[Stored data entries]
::::::::
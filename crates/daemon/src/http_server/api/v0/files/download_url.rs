use axum::extract::{Json, State};
use axum::response::IntoResponse;
use reqwest::{Client, RequestBuilder, Url};
use serde::{Deserialize, Serialize};

use common::prelude::{FileId, UserId};

use crate::http_server::api::client::ApiRequest;
use crate::http_server::api::v0::error::VaultApiError;
use crate::ServiceState;

/// Where a file's content can be downloaded from.
#[derive(Debug, Clone, Serialize, Deserialize, clap::Args)]
pub struct UrlRequest {
    /// Acting user
    #[arg(long, env = "DATAROOM_USER")]
    pub user_id: UserId,
    /// File to act on
    #[arg(long)]
    pub file_id: FileId,
}

#[derive(Debug, Clone, Serialize, Deserialize)]
pub struct UrlResponse {
    /// `None` when no content was ever uploaded
    pub url: Option<Url>,
}

pub async fn handler(
    State(state): State<ServiceState>,
    Json(req): Json<UrlRequest>,
) -> Result<impl IntoResponse, VaultApiError> {
    let url = state
        .vault()
        .file_download_url(req.user_id, req.file_id)
        .await?;
    Ok((http::StatusCode::OK, Json(UrlResponse { url })).into_response())
}

// Client implementation - builds request for this operation
impl ApiRequest for UrlRequest {
    type Response = UrlResponse;

    fn build_request(self, base_url: &Url, client: &Client) -> RequestBuilder {
        let full_url = base_url.join("/api/v0/files/url").unwrap();
        client.post(full_url).json(&self)
    }
}
use std::path::PathBuf;

use clap::Args;

use common::names::is_pdf;
use common::prelude::{DataroomId, FolderId, UserId};
use dataroom_daemon::http_server::api::client::ApiError;
use dataroom_daemon::http_server::api::v0::files::{CreateRequest, UploadUrlRequest};

use super::describe;

/// Upload a local PDF: take a ticket, push the bytes, then register the file.
#[derive(Args, Debug, Clone)]
pub struct Upload {
    /// Acting user
    #[arg(long, env = "DATAROOM_USER")]
    pub user_id: UserId,

    /// Dataroom to upload into
    #[arg(long)]
    pub dataroom_id: DataroomId,

    /// Folder to upload into (defaults to the dataroom root)
    #[arg(long)]
    pub folder_id: Option<FolderId>,

    /// Local file to upload
    #[arg(long)]
    pub path: PathBuf,

    /// Name to store the file under (defaults to the local file name)
    #[arg(long)]
    pub name: Option<String>,
}

#[derive(Debug, thiserror::Error)]
pub enum UploadError {
    #[error("API error: {0}")]
    Api(#[from] ApiError),
    #[error("failed to read {0}: {1}")]
    Read(PathBuf, std::io::Error),
    #[error("only PDF files are supported, {0} looks like {1}")]
    NotPdf(PathBuf, String),
    #[error("cannot derive a file name from {0}, pass --name")]
    NoFileName(PathBuf),
}

#[async_trait::async_trait]
impl crate::cli::op::Op for Upload {
    type Error = UploadError;
    type Output = String;

    async fn execute(&self, ctx: &crate::cli::op::OpContext) -> Result<Self::Output, Self::Error> {
        let mime_type = mime_guess::from_path(&self.path)
            .first_or_octet_stream()
            .essence_str()
            .to_string();
        if !is_pdf(&mime_type) {
            return Err(UploadError::NotPdf(self.path.clone(), mime_type));
        }

        let name = match &self.name {
            Some(name) => name.clone(),
            None => self
                .path
                .file_name()
                .and_then(|n| n.to_str())
                .map(str::to_string)
                .ok_or_else(|| UploadError::NoFileName(self.path.clone()))?,
        };

        let data = tokio::fs::read(&self.path)
            .await
            .map_err(|e| UploadError::Read(self.path.clone(), e))?;

        let mut client = ctx.client.clone();
        let ticket = client
            .call(UploadUrlRequest {
                user_id: self.user_id,
            })
            .await?;
        let uploaded = client.upload_blob(&ticket.url, data, &mime_type).await?;

        let file = client
            .call(CreateRequest {
                user_id: self.user_id,
                dataroom_id: self.dataroom_id,
                folder_id: self.folder_id,
                name,
                storage_ref: uploaded.storage_ref,
                mime_type,
                size: uploaded.size,
            })
            .await?;

        Ok(format!("Uploaded {}", describe(&file)))
    }
}
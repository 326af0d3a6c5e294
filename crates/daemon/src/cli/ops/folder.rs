use clap::{Args, Subcommand};

use common::prelude::Folder as FolderRecord;
use common::vault::PATH_SEPARATOR;
use dataroom_daemon::http_server::api::client::ApiError;
use dataroom_daemon::http_server::api::v0::folders::{
    AllRequest, CountRequest, CreateRequest, DeleteRequest, GetRequest, ListRequest, PathRequest,
    RenameRequest,
};

use crate::cli::op::{Op, OpContext};

crate::command_enum! {
    (Ls, ListRequest),
    (Get, GetRequest),
    (Create, CreateRequest),
    (Rename, RenameRequest),
    (Rm, DeleteRequest),
    (Count, CountRequest),
    (All, AllRequest),
    (Path, PathRequest),
}

pub type FolderCommand = Command;

#[derive(Args, Debug, Clone)]
pub struct Folder {
    #[command(subcommand)]
    pub command: FolderCommand,
}

#[async_trait::async_trait]
impl Op for Folder {
    type Error = OpError;
    type Output = OpOutput;

    async fn execute(&self, ctx: &OpContext) -> Result<Self::Output, Self::Error> {
        self.command.execute(ctx).await
    }
}

#[derive(Debug, thiserror::Error)]
pub enum FolderOpError {
    #[error("API error: {0}")]
    Api(#[from] ApiError),
}

fn describe(folder: &FolderRecord) -> String {
    match folder.parent_folder_id {
        Some(parent) => format!("{}  {}/  (in {})", folder.id, folder.name, parent),
        None => format!("{}  {}/", folder.id, folder.name),
    }
}

fn describe_all(folders: &[FolderRecord], empty: &str) -> String {
    if folders.is_empty() {
        return empty.to_string();
    }
    folders.iter().map(describe).collect::<Vec<_>>().join("\n")
}

#[async_trait::async_trait]
impl Op for ListRequest {
    type Error = FolderOpError;
    type Output = String;

    async fn execute(&self, ctx: &OpContext) -> Result<Self::Output, Self::Error> {
        let mut client = ctx.client.clone();
        let response = client.call(self.clone()).await?;
        Ok(describe_all(&response.folders, "No folders found"))
    }
}

#[async_trait::async_trait]
impl Op for GetRequest {
    type Error = FolderOpError;
    type Output = String;

    async fn execute(&self, ctx: &OpContext) -> Result<Self::Output, Self::Error> {
        let mut client = ctx.client.clone();
        let folder = client.call(self.clone()).await?;
        Ok(format!(
            "{}\n  created: {}\n  updated: {}",
            describe(&folder),
            folder.created_at,
            folder.updated_at
        ))
    }
}

#[async_trait::async_trait]
impl Op for CreateRequest {
    type Error = FolderOpError;
    type Output = String;

    async fn execute(&self, ctx: &OpContext) -> Result<Self::Output, Self::Error> {
        let mut client = ctx.client.clone();
        let folder = client.call(self.clone()).await?;
        Ok(format!("Created folder {}", describe(&folder)))
    }
}

#[async_trait::async_trait]
impl Op for RenameRequest {
    type Error = FolderOpError;
    type Output = String;

    async fn execute(&self, ctx: &OpContext) -> Result<Self::Output, Self::Error> {
        let mut client = ctx.client.clone();
        let folder = client.call(self.clone()).await?;
        Ok(format!("Renamed folder {} to '{}'", folder.id, folder.name))
    }
}

#[async_trait::async_trait]
impl Op for DeleteRequest {
    type Error = FolderOpError;
    type Output = String;

    async fn execute(&self, ctx: &OpContext) -> Result<Self::Output, Self::Error> {
        let mut client = ctx.client.clone();
        let report = client.call(self.clone()).await?;
        Ok(format!(
            "Deleted {} folders and {} files",
            report.folders, report.files
        ))
    }
}

#[async_trait::async_trait]
impl Op for CountRequest {
    type Error = FolderOpError;
    type Output = String;

    async fn execute(&self, ctx: &OpContext) -> Result<Self::Output, Self::Error> {
        let mut client = ctx.client.clone();
        let count = client.call(self.clone()).await?;
        Ok(format!(
            "{} folders, {} files ({} items)",
            count.folders, count.files, count.total
        ))
    }
}

#[async_trait::async_trait]
impl Op for AllRequest {
    type Error = FolderOpError;
    type Output = String;

    async fn execute(&self, ctx: &OpContext) -> Result<Self::Output, Self::Error> {
        let mut client = ctx.client.clone();
        let response = client.call(self.clone()).await?;
        Ok(describe_all(&response.folders, "No folders found"))
    }
}

#[async_trait::async_trait]
impl Op for PathRequest {
    type Error = FolderOpError;
    type Output = String;

    async fn execute(&self, ctx: &OpContext) -> Result<Self::Output, Self::Error> {
        let mut client = ctx.client.clone();
        let response = client.call(self.clone()).await?;
        if response.path.is_empty() {
            return Ok("Folder is not part of this dataroom".to_string());
        }
        Ok(response
            .path
            .iter()
            .map(|crumb| crumb.name.as_str())
            .collect::<Vec<_>>()
            .join(PATH_SEPARATOR))
    }
}
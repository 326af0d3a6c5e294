use std::path::PathBuf;

use url::Url;

use crate::state::BlobStoreConfig;

#[derive(Debug, Clone)]
pub struct Config {
    // blob store configuration
    /// Blob storage backend configuration
    pub blob_store: BlobStoreConfig,
    /// Path to the data directory, used to resolve default blob paths
    pub data_dir: PathBuf,

    // http server configuration
    /// Port for the API HTTP server
    pub api_port: u16,
    /// Externally reachable base URL for upload/download links,
    ///  defaults to `http://localhost:{api_port}`
    pub public_url: Option<Url>,

    // data store configuration
    /// a path to a sqlite database, if not set then an
    ///  in-memory database will be used
    pub sqlite_path: Option<PathBuf>,

    // logging
    pub log_level: tracing::Level,
    /// Directory for log files (optional, logs to stdout only if not set)
    pub log_dir: Option<PathBuf>,
}

impl Config {
    /// Everything in memory: no database file, no blob directory.
    pub fn ephemeral(api_port: u16) -> Self {
        Self {
            blob_store: BlobStoreConfig::Memory,
            data_dir: std::env::temp_dir(),
            api_port,
            public_url: None,
            sqlite_path: None,
            log_level: tracing::Level::INFO,
            log_dir: None,
        }
    }

    /// The base URL clients reach the API on.
    pub fn base_url(&self) -> Url {
        match &self.public_url {
            Some(url) => url.clone(),
            None => Url::parse(&format!("http://localhost:{}", self.api_port))
                .expect("localhost URL must parse"),
        }
    }
}
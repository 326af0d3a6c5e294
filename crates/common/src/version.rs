use serde::Serialize;

/// Build metadata captured by `build.rs`.
#[derive(Debug, Clone, Serialize)]
pub struct BuildInfo {
    pub build_profile: &'static str,
    pub build_features: &'static str,
    pub build_timestamp: &'static str,
    pub version: &'static str,
    pub package_version: &'static str,
}

pub fn build_info() -> BuildInfo {
    BuildInfo {
        build_profile: env!("BUILD_PROFILE"),
        build_features: env!("BUILD_FEATURES"),
        build_timestamp: env!("BUILD_TIMESTAMP"),
        version: env!("REPO_VERSION"),
        package_version: env!("CARGO_PKG_VERSION"),
    }
}
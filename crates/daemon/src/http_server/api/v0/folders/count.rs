use axum::extract::{Json, State};
use axum::response::IntoResponse;
use reqwest::{Client, RequestBuilder, Url};
use serde::{Deserialize, Serialize};

use common::prelude::{FolderId, ItemCount, UserId};

use crate::http_server::api::client::ApiRequest;
use crate::http_server::api::v0::error::VaultApiError;
use crate::ServiceState;

/// Count the folders and files directly inside a folder.
#[derive(Debug, Clone, Serialize, Deserialize, clap::Args)]
pub struct CountRequest {
    /// Acting user
    #[arg(long, env = "DATAROOM_USER")]
    pub user_id: UserId,
    /// Folder to act on
    #[arg(long)]
    pub folder_id: FolderId,
}

pub async fn handler(
    State(state): State<ServiceState>,
    Json(req): Json<CountRequest>,
) -> Result<impl IntoResponse, VaultApiError> {
    let count = state
        .vault()
        .folder_item_count(req.user_id, req.folder_id)
        .await?;
    Ok((http::StatusCode::OK, Json(count)).into_response())
}

// Client implementation - builds request for this operation
impl ApiRequest for CountRequest {
    type Response = ItemCount;

    fn build_request(self, base_url: &Url, client: &Client) -> RequestBuilder {
        let full_url = base_url.join("/api/v0/folders/count").unwrap();
        client.post(full_url).json(&self)
    }
}
use axum::extract::{Json, State};
use axum::response::IntoResponse;
use reqwest::{Client, RequestBuilder, Url};
use serde::{Deserialize, Serialize};

use common::prelude::{FileId, FileRecord, UserId};

use crate::http_server::api::client::ApiRequest;
use crate::http_server::api::v0::error::VaultApiError;
use crate::ServiceState;

/// Fetch a single file record.
#[derive(Debug, Clone, Serialize, Deserialize, clap::Args)]
pub struct GetRequest {
    /// Acting user
    #[arg(long, env = "DATAROOM_USER")]
    pub user_id: UserId,
    /// File to act on
    #[arg(long)]
    pub file_id: FileId,
}

pub async fn handler(
    State(state): State<ServiceState>,
    Json(req): Json<GetRequest>,
) -> Result<impl IntoResponse, VaultApiError> {
    let file = state.vault().get_file(req.user_id, req.file_id).await?;
    Ok((http::StatusCode::OK, Json(file)).into_response())
}

// Client implementation - builds request for this operation
impl ApiRequest for GetRequest {
    type Response = FileRecord;

    fn build_request(self, base_url: &Url, client: &Client) -> RequestBuilder {
        let full_url = base_url.join("/api/v0/files/get").unwrap();
        client.post(full_url).json(&self)
    }
}
//! Content endpoints behind the URLs the blob storage hands out.
//!
//! Upload tickets act as the authorization: holding a ref that was issued
//! by `files/upload-url` is enough to push content to it once.

use axum::body::Bytes;
use axum::extract::{Path, State};
use axum::response::{IntoResponse, Response};
use axum::Json;
use http::header::CONTENT_TYPE;
use serde::{Deserialize, Serialize};
use url::Url;

use common::names::PDF_MIME_TYPE;
use common::prelude::{BlobStorage, StorageRef};

use crate::blobs::BlobStorageError;
use crate::ServiceState;

#[derive(Debug, Clone, Serialize, Deserialize)]
pub struct UploadResponse {
    pub storage_ref: StorageRef,
    pub size: u64,
    /// Where the content can now be downloaded from
    pub url: Option<Url>,
}

pub async fn upload_handler(
    State(state): State<ServiceState>,
    Path(storage_ref): Path<StorageRef>,
    body: Bytes,
) -> Result<impl IntoResponse, BlobsError> {
    if body.is_empty() {
        return Err(BlobsError::EmptyBody);
    }

    let size = state.blobs().put(storage_ref, body).await?;
    let url = state.blobs().get_url(storage_ref).await?;
    tracing::info!(%storage_ref, size, "blob uploaded");

    Ok((
        http::StatusCode::OK,
        Json(UploadResponse {
            storage_ref,
            size,
            url,
        }),
    )
        .into_response())
}

pub async fn download_handler(
    State(state): State<ServiceState>,
    Path(storage_ref): Path<StorageRef>,
) -> Result<impl IntoResponse, BlobsError> {
    let data = state
        .blobs()
        .get(storage_ref)
        .await?
        .ok_or(BlobsError::NotFound(storage_ref))?;

    Ok((
        http::StatusCode::OK,
        [(CONTENT_TYPE, PDF_MIME_TYPE)],
        data,
    )
        .into_response())
}

#[derive(Debug, thiserror::Error)]
pub enum BlobsError {
    #[error("No content for storage ref {0}")]
    NotFound(StorageRef),
    #[error("Upload body is empty")]
    EmptyBody,
    #[error("Blob storage error: {0}")]
    Storage(#[from] BlobStorageError),
}

impl IntoResponse for BlobsError {
    fn into_response(self) -> Response {
        match self {
            BlobsError::NotFound(_) => {
                (http::StatusCode::NOT_FOUND, self.to_string()).into_response()
            }
            BlobsError::EmptyBody => {
                (http::StatusCode::BAD_REQUEST, self.to_string()).into_response()
            }
            BlobsError::Storage(BlobStorageError::UnknownRef(storage_ref)) => (
                http::StatusCode::NOT_FOUND,
                format!("Storage ref was never issued: {}", storage_ref),
            )
                .into_response(),
            BlobsError::Storage(BlobStorageError::AlreadyUploaded(storage_ref)) => (
                http::StatusCode::CONFLICT,
                format!("Storage ref already holds content: {}", storage_ref),
            )
                .into_response(),
            BlobsError::Storage(e) => {
                tracing::error!("BLOB ERROR: {}", e);
                (
                    http::StatusCode::INTERNAL_SERVER_ERROR,
                    "Blob storage error".to_string(),
                )
                    .into_response()
            }
        }
    }
}
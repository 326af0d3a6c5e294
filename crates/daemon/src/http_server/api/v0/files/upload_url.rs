use axum::extract::{Json, State};
use axum::response::IntoResponse;
use reqwest::{Client, RequestBuilder, Url};
use serde::{Deserialize, Serialize};

use common::prelude::{UploadTicket, UserId};

use crate::http_server::api::client::ApiRequest;
use crate::http_server::api::v0::error::VaultApiError;
use crate::ServiceState;

/// Issue an upload ticket for new file content.
#[derive(Debug, Clone, Serialize, Deserialize, clap::Args)]
pub struct UploadUrlRequest {
    /// Acting user
    #[arg(long, env = "DATAROOM_USER")]
    pub user_id: UserId,
}

pub async fn handler(
    State(state): State<ServiceState>,
    Json(req): Json<UploadUrlRequest>,
) -> Result<impl IntoResponse, VaultApiError> {
    let ticket = state.vault().generate_upload_url(req.user_id).await?;
    Ok((http::StatusCode::OK, Json(ticket)).into_response())
}

// Client implementation - builds request for this operation
impl ApiRequest for UploadUrlRequest {
    type Response = UploadTicket;

    fn build_request(self, base_url: &Url, client: &Client) -> RequestBuilder {
        let full_url = base_url.join("/api/v0/files/upload-url").unwrap();
        client.post(full_url).json(&self)
    }
}
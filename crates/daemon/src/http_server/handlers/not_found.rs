use axum::http::{HeaderMap, StatusCode};
use axum::response::{IntoResponse, Response};
use axum::Json;

pub async fn not_found_handler(headers: HeaderMap) -> Response {
    let accept = headers
        .get(axum::http::header::ACCEPT)
        .and_then(|v| v.to_str().ok());

    match accept {
        Some(accept_str) if accept_str.contains("application/json") => {
            let err_msg = serde_json::json!({"msg": "not found"});
            (StatusCode::NOT_FOUND, Json(err_msg)).into_response()
        }
        _ => (
            StatusCode::NOT_FOUND,
            [(axum::http::header::CONTENT_TYPE, "text/plain")],
            "not found",
        )
            .into_response(),
    }
}

#[cfg(test)]
mod tests {
    use super::*;

    #[tokio::test]
    async fn test_not_found_respects_accept() {
        let mut headers = HeaderMap::new();
        headers.insert(
            axum::http::header::ACCEPT,
            "application/json".parse().unwrap(),
        );
        let response = not_found_handler(headers).await;
        assert_eq!(response.status(), StatusCode::NOT_FOUND);
        assert_eq!(
            response.headers()[axum::http::header::CONTENT_TYPE],
            "application/json"
        );

        let response = not_found_handler(HeaderMap::new()).await;
        assert_eq!(response.status(), StatusCode::NOT_FOUND);
        assert_eq!(
            response.headers()[axum::http::header::CONTENT_TYPE],
            "text/plain"
        );
    }
}
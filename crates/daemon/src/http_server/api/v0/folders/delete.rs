use axum::extract::{Json, State};
use axum::response::IntoResponse;
use reqwest::{Client, RequestBuilder, Url};
use serde::{Deserialize, Serialize};

use common::prelude::{CascadeReport, FolderId, UserId};

use crate::http_server::api::client::ApiRequest;
use crate::http_server::api::v0::error::VaultApiError;
use crate::ServiceState;

/// Delete a folder with all of its descendants. Requires editor.
#[derive(Debug, Clone, Serialize, Deserialize, clap::Args)]
pub struct DeleteRequest {
    /// Acting user
    #[arg(long, env = "DATAROOM_USER")]
    pub user_id: UserId,
    /// Folder to act on
    #[arg(long)]
    pub folder_id: FolderId,
}

pub async fn handler(
    State(state): State<ServiceState>,
    Json(req): Json<DeleteRequest>,
) -> Result<impl IntoResponse, VaultApiError> {
    let report = state
        .vault()
        .delete_folder(req.user_id, req.folder_id)
        .await?;
    Ok((http::StatusCode::OK, Json(report)).into_response())
}

// Client implementation - builds request for this operation
impl ApiRequest for DeleteRequest {
    type Response = CascadeReport;

    fn build_request(self, base_url: &Url, client: &Client) -> RequestBuilder {
        let full_url = base_url.join("/api/v0/folders/delete").unwrap();
        client.post(full_url).json(&self)
    }
}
::::::::
> [HOW TO COMPLETE THIS TASK] Each line above that has the word "Where" must be copied.

> [FINISHED TASK]
/// Where a file's content can be downloaded from.
    /// Where the content can now be downloaded from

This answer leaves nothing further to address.